# Work required
Please filter the entries and return only the lines that include "DbError".

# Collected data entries
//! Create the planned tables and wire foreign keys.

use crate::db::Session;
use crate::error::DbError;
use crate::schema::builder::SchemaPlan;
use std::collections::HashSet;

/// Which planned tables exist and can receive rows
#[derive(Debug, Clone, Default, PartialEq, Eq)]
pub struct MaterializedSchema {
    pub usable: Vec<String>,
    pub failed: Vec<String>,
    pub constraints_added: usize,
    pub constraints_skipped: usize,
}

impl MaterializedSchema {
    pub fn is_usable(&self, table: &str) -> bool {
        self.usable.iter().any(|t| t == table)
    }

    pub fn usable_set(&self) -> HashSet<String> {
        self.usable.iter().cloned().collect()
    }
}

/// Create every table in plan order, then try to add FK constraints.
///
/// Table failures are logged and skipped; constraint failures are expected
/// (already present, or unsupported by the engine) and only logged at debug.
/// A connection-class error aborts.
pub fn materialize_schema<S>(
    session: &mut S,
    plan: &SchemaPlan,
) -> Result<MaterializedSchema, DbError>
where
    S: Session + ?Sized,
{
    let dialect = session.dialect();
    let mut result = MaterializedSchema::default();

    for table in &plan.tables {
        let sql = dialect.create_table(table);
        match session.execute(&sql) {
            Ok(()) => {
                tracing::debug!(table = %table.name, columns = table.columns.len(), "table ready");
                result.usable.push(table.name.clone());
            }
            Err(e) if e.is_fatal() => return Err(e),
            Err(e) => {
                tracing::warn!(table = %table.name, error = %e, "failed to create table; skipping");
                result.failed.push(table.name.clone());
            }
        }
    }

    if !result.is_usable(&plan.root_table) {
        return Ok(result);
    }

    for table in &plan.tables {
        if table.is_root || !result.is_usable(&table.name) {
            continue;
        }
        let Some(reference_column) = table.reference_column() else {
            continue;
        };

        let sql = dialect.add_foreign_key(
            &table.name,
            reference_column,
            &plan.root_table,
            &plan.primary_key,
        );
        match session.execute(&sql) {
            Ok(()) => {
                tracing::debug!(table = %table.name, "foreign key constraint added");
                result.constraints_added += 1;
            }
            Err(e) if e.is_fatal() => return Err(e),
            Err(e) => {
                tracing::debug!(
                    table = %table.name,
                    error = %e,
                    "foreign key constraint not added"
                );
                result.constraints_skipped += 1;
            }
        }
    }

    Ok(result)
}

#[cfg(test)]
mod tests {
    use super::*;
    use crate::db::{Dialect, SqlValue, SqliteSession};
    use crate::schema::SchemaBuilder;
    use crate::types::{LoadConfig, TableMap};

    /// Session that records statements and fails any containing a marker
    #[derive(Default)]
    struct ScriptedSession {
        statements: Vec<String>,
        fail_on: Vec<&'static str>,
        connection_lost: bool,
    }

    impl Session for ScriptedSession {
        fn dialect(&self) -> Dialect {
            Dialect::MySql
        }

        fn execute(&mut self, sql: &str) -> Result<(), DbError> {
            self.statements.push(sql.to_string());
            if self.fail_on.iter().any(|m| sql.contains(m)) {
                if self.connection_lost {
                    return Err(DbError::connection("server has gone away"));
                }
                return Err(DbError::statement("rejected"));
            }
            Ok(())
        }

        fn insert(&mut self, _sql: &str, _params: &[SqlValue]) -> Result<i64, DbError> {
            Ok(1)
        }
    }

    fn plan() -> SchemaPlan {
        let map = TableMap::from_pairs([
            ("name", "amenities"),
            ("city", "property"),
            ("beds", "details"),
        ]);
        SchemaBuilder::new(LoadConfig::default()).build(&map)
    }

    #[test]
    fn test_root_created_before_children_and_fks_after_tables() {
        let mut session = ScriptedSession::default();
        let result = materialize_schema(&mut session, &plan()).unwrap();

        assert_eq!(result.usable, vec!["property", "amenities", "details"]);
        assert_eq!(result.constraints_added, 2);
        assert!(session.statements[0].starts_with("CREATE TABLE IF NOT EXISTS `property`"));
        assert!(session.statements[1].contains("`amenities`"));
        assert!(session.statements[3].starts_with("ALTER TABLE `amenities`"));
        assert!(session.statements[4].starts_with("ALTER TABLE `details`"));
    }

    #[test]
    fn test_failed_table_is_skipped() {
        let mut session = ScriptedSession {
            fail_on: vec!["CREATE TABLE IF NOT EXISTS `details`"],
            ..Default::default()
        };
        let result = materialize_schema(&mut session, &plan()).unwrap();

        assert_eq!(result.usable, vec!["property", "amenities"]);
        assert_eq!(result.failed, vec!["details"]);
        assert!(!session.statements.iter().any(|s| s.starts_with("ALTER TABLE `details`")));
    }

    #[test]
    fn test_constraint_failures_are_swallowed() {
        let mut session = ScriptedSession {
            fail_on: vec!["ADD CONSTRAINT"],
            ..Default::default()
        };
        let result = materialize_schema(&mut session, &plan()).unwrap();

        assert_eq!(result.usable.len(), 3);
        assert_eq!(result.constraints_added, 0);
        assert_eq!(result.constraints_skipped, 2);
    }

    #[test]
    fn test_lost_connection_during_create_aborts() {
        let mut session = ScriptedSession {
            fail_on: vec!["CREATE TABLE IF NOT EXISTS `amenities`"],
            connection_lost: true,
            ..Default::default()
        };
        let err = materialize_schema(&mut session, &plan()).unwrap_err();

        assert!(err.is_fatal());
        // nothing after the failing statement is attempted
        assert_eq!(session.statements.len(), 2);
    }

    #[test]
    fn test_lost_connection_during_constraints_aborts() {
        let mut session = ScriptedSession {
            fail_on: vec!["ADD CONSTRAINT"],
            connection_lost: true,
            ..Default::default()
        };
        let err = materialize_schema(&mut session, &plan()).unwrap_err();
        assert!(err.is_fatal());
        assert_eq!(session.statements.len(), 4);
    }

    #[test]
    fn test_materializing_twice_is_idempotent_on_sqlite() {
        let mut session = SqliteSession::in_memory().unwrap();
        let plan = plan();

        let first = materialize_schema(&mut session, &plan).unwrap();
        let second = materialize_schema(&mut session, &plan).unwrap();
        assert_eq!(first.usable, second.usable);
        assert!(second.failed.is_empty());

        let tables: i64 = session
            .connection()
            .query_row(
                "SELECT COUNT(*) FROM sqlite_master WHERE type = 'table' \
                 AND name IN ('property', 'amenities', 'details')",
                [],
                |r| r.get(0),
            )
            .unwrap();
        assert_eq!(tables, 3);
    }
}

# Answer for this exercise
use crate::error::DbError;
) -> Result<MaterializedSchema, DbError>
        fn execute(&mut self, sql: &str) -> Result<(), DbError> {
                    return Err(DbError::connection("server has gone away"));
                return Err(DbError::statement("rejected"));
        fn insert(&mut self, _sql: &str, _params: &[SqlValue]) -> Result<i64, DbError> {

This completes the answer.